YOUR INSTRUCTIONS: Where in the records does the word "AwaitingStatus" appear? Copy each line that holds it.
Segment Open
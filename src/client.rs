//! Deployment orchestrator.
//!
//! [`DeploymentClient::create_deployment`] drives one deployment through
//! `Preparing → Creating → AwaitingStatus` and ends in `Succeeded`, `Failed` or `TimedOut`:
//!
//! - **Preparing** resolves the auth mode, fetches and fills in the configuration document.
//!   Failures are preconditions and are never retried.
//! - **Creating** submits the document through the `create` endpoint inside a retry loop.
//! - **AwaitingStatus** polls `getLatest` inside a second, fresh retry loop until the first
//!   status condition is present and not degraded.
//!
//! Both endpoints sit behind one shared rate limiter. Every call emits one
//! [`DeployEvent::Outcome`]; successful calls also emit [`DeployEvent::Completed`].
//!
//! ```no_run
//! use kfdeploy::{CallContext, ClientConfig, DeploymentClient, DeploymentRequest};
//! use std::time::Duration;
//!
//! # async fn run() -> Result<(), Box<dyn std::error::Error>> {
//! let client = DeploymentClient::connect(&ClientConfig::new("deploy.example.com"))?;
//! let request = DeploymentRequest::new("demo", "https://example.com/app.yaml")
//!     .with_iap("client-id", "client-secret");
//! let ctx = CallContext::with_timeout(Duration::from_secs(20 * 60));
//! let deployed = client.create_deployment(&ctx, &request).await?;
//! println!("{} is up", deployed.name());
//! # Ok(())
//! # }
//! ```

use crate::config::{ClientConfig, DEFAULT_PROBER_PROJECT};
use crate::context::CallContext;
use crate::document::DeploymentDocument;
use crate::error::{CallError, ConfigError, DeployError};
use crate::phase::DeployPhase;
use crate::prepare::{parse_document, prepare_document, ConfigSource, DefaultConfigSource};
use crate::rate_limit::{RateLimitLayer, RateLimiter};
use crate::request::DeploymentRequest;
use crate::retry::RetryPolicy;
use crate::telemetry::{emit_best_effort, DeployEvent, LogSink, OutcomeCause, TelemetrySink};
use crate::transport::DocumentEndpoint;
use std::sync::Arc;
use tower::util::BoxCloneSyncService;
use tower::{Layer, Service, ServiceExt};
use tracing::Instrument;

/// Resilient client for the remote deployment service.
#[derive(Clone)]
pub struct DeploymentClient<S = LogSink> {
    create: DocumentEndpoint,
    get: DocumentEndpoint,
    source: Arc<dyn ConfigSource>,
    policy: RetryPolicy<DeployError>,
    sink: S,
    prober_project: String,
}

impl<S> std::fmt::Debug for DeploymentClient<S> {
    fn fmt(&self, f: &mut std::fmt::Formatter<'_>) -> std::fmt::Result {
        f.debug_struct("DeploymentClient")
            .field("policy", &self.policy)
            .field("prober_project", &self.prober_project)
            .finish_non_exhaustive()
    }
}

impl DeploymentClient<LogSink> {
    pub fn builder() -> DeploymentClientBuilder<LogSink> {
        DeploymentClientBuilder::new()
    }

    /// HTTP client for `config.instance`, with limiter, retry policy and prober project taken
    /// from `config`.
    #[cfg(feature = "http")]
    pub fn connect(config: &ClientConfig) -> Result<Self, ConfigError> {
        use crate::transport::{HttpEndpoint, CREATE_PATH, GET_PATH};

        config.validate()?;
        let http = reqwest::Client::builder().timeout(config.request_timeout()).build()?;
        let create: HttpEndpoint<DeploymentDocument> =
            HttpEndpoint::at(http.clone(), &config.instance, CREATE_PATH);
        let get: HttpEndpoint<DeploymentDocument> =
            HttpEndpoint::at(http.clone(), &config.instance, GET_PATH);
        tracing::debug!(create = create.url(), get = get.url(), "deployment endpoints configured");

        Self::builder()
            .endpoints(create, get)
            .rate_limiter(Arc::new(config.token_bucket()))
            .retry_policy(config.retry_policy()?)
            .config_source(DefaultConfigSource::with_client(http))
            .prober_project(config.prober_project.clone())
            .build()
    }
}

impl<S> DeploymentClient<S>
where
    S: TelemetrySink + Sync,
    S::Future: Send + 'static,
{
    pub fn retry_policy(&self) -> &RetryPolicy<DeployError> {
        &self.policy
    }

    pub fn sink(&self) -> &S {
        &self.sink
    }

    /// Create a deployment and wait until it reports a healthy condition.
    ///
    /// Returns the latest document on success. Terminal errors are returned unwrapped except
    /// when a retry loop runs out of time or is cancelled, in which case the last failure is
    /// wrapped in [`DeployError::DeadlineExceeded`] or [`DeployError::Cancelled`].
    pub async fn create_deployment(
        &self,
        ctx: &CallContext,
        req: &DeploymentRequest,
    ) -> Result<DeploymentDocument, DeployError> {
        let span = tracing::info_span!(
            "create_deployment",
            deployment = %req.name,
            project = %req.project,
        );
        let mut phase = DeployPhase::Preparing;
        let result = self.drive(ctx, req, &mut phase).instrument(span).await;

        let terminal = match &result {
            Ok(_) => DeployPhase::Succeeded,
            Err(e) if e.is_deadline_exceeded() => DeployPhase::TimedOut,
            Err(_) => DeployPhase::Failed,
        };
        match &result {
            Ok(_) => tracing::info!(
                deployment = %req.name,
                elapsed = ?ctx.elapsed(),
                "deployment succeeded"
            ),
            Err(e) => tracing::error!(
                deployment = %req.name,
                phase = %phase,
                outcome = %terminal,
                error = %e,
                "deployment failed"
            ),
        }

        self.record(ctx, req, terminal).await;
        result
    }

    async fn drive(
        &self,
        ctx: &CallContext,
        req: &DeploymentRequest,
        phase: &mut DeployPhase,
    ) -> Result<DeploymentDocument, DeployError> {
        let auth = req.auth_mode()?;
        let raw = self.source.fetch(&req.config_file).await?;
        let doc = prepare_document(parse_document(&raw)?, req, &auth)?;
        tracing::debug!(auth = auth.name(), "deployment document prepared");

        *phase = DeployPhase::Creating;
        let created = self.submit(ctx, doc).await?;
        tracing::info!("deployment created; awaiting status");

        *phase = DeployPhase::AwaitingStatus;
        self.await_status(ctx, created).await
    }

    /// Submit a prepared document through `create`, retrying transient failures.
    pub async fn submit(
        &self,
        ctx: &CallContext,
        doc: DeploymentDocument,
    ) -> Result<DeploymentDocument, DeployError> {
        self.policy
            .execute(ctx, || call(self.create.clone(), doc.clone()))
            .await
            .map_err(DeployError::from)
    }

    /// Poll `getLatest` with the created document until its first condition is present and
    /// not degraded. Runs its own retry loop with a freshly computed budget.
    pub async fn await_status(
        &self,
        ctx: &CallContext,
        created: DeploymentDocument,
    ) -> Result<DeploymentDocument, DeployError> {
        self.policy
            .execute(ctx, || {
                let poll = call(self.get.clone(), created.clone());
                async move { check_conditions(poll.await?) }
            })
            .await
            .map_err(DeployError::from)
    }

    /// Fetch the latest version of a document, retrying transient failures. No status check.
    pub async fn get_latest(
        &self,
        ctx: &CallContext,
        doc: &DeploymentDocument,
    ) -> Result<DeploymentDocument, DeployError> {
        self.policy
            .execute(ctx, || call(self.get.clone(), doc.clone()))
            .await
            .map_err(DeployError::from)
    }

    async fn record(&self, ctx: &CallContext, req: &DeploymentRequest, terminal: DeployPhase) {
        let cause = match terminal {
            DeployPhase::Succeeded => OutcomeCause::Ok,
            _ => OutcomeCause::Internal,
        };
        emit_best_effort(self.sink.clone(), DeployEvent::Outcome { cause, phase: terminal }).await;

        if terminal == DeployPhase::Succeeded {
            let prober = req.project == self.prober_project;
            let event = DeployEvent::Completed { duration: ctx.elapsed(), prober };
            emit_best_effort(self.sink.clone(), event).await;
        }
    }
}

async fn call(
    endpoint: DocumentEndpoint,
    doc: DeploymentDocument,
) -> Result<DeploymentDocument, DeployError> {
    endpoint.oneshot(doc).await.map_err(DeployError::from)
}

/// Decide whether a polled document is ready: no conditions yet is retryable, a degraded first
/// condition is permanent.
pub fn check_conditions(doc: DeploymentDocument) -> Result<DeploymentDocument, DeployError> {
    match doc.first_condition() {
        None => Err(DeployError::NotReady),
        Some(condition) if condition.is_degraded() => {
            Err(DeployError::Degraded(condition.message.clone()))
        }
        Some(_) => Ok(doc),
    }
}

/// Builder for [`DeploymentClient`].
pub struct DeploymentClientBuilder<S = LogSink> {
    create: Option<DocumentEndpoint>,
    get: Option<DocumentEndpoint>,
    limiter: Option<Arc<dyn RateLimiter>>,
    source: Option<Arc<dyn ConfigSource>>,
    policy: Option<RetryPolicy<DeployError>>,
    sink: S,
    prober_project: String,
}

impl DeploymentClientBuilder<LogSink> {
    pub fn new() -> Self {
        Self {
            create: None,
            get: None,
            limiter: None,
            source: None,
            policy: None,
            sink: LogSink,
            prober_project: DEFAULT_PROBER_PROJECT.to_owned(),
        }
    }
}

impl Default for DeploymentClientBuilder<LogSink> {
    fn default() -> Self {
        Self::new()
    }
}

impl<S> DeploymentClientBuilder<S> {
    /// The `create` and `getLatest` endpoints. The shared rate limiter is layered on at build.
    pub fn endpoints<C, G>(mut self, create: C, get: G) -> Self
    where
        C: Service<DeploymentDocument, Response = DeploymentDocument, Error = CallError>
            + Clone
            + Send
            + Sync
            + 'static,
        C::Future: Send + 'static,
        G: Service<DeploymentDocument, Response = DeploymentDocument, Error = CallError>
            + Clone
            + Send
            + Sync
            + 'static,
        G::Future: Send + 'static,
    {
        self.create = Some(BoxCloneSyncService::new(create));
        self.get = Some(BoxCloneSyncService::new(get));
        self
    }

    /// Limiter shared by both endpoints. Pass the same `Arc` to several clients to share one
    /// budget across them. Defaults to one token per second with a burst of 100.
    pub fn rate_limiter(mut self, limiter: Arc<dyn RateLimiter>) -> Self {
        self.limiter = Some(limiter);
        self
    }

    pub fn config_source<C: ConfigSource + 'static>(mut self, source: C) -> Self {
        self.source = Some(Arc::new(source));
        self
    }

    pub fn shared_config_source(mut self, source: Arc<dyn ConfigSource>) -> Self {
        self.source = Some(source);
        self
    }

    pub fn retry_policy(mut self, policy: RetryPolicy<DeployError>) -> Self {
        self.policy = Some(policy);
        self
    }

    pub fn prober_project(mut self, project: impl Into<String>) -> Self {
        self.prober_project = project.into();
        self
    }

    pub fn sink<T>(self, sink: T) -> DeploymentClientBuilder<T>
    where
        T: TelemetrySink,
    {
        DeploymentClientBuilder {
            create: self.create,
            get: self.get,
            limiter: self.limiter,
            source: self.source,
            policy: self.policy,
            sink,
            prober_project: self.prober_project,
        }
    }

    pub fn build(self) -> Result<DeploymentClient<S>, ConfigError>
    where
        S: TelemetrySink,
    {
        let create = self.create.ok_or(ConfigError::Missing("create endpoint"))?;
        let get = self.get.ok_or(ConfigError::Missing("get endpoint"))?;
        let defaults = ClientConfig::default();
        let limiter = match self.limiter {
            Some(limiter) => limiter,
            None => Arc::new(defaults.token_bucket()) as Arc<dyn RateLimiter>,
        };
        let policy = match self.policy {
            Some(policy) => policy,
            None => defaults.retry_policy()?,
        };
        let source = self.source.unwrap_or_else(|| Arc::new(DefaultConfigSource::new()));

        let layer = RateLimitLayer::shared(limiter);
        Ok(DeploymentClient {
            create: BoxCloneSyncService::new(layer.layer(create)),
            get: BoxCloneSyncService::new(layer.layer(get)),
            source,
            policy,
            sink: self.sink,
            prober_project: self.prober_project,
        })
    }
}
Segment Closed
YOUR RESPONSE:
//! `Preparing → Creating → AwaitingStatus` and ends in `Succeeded`, `Failed` or `TimedOut`:
//! - **AwaitingStatus** polls `getLatest` inside a second, fresh retry loop until the first
        *phase = DeployPhase::AwaitingStatus;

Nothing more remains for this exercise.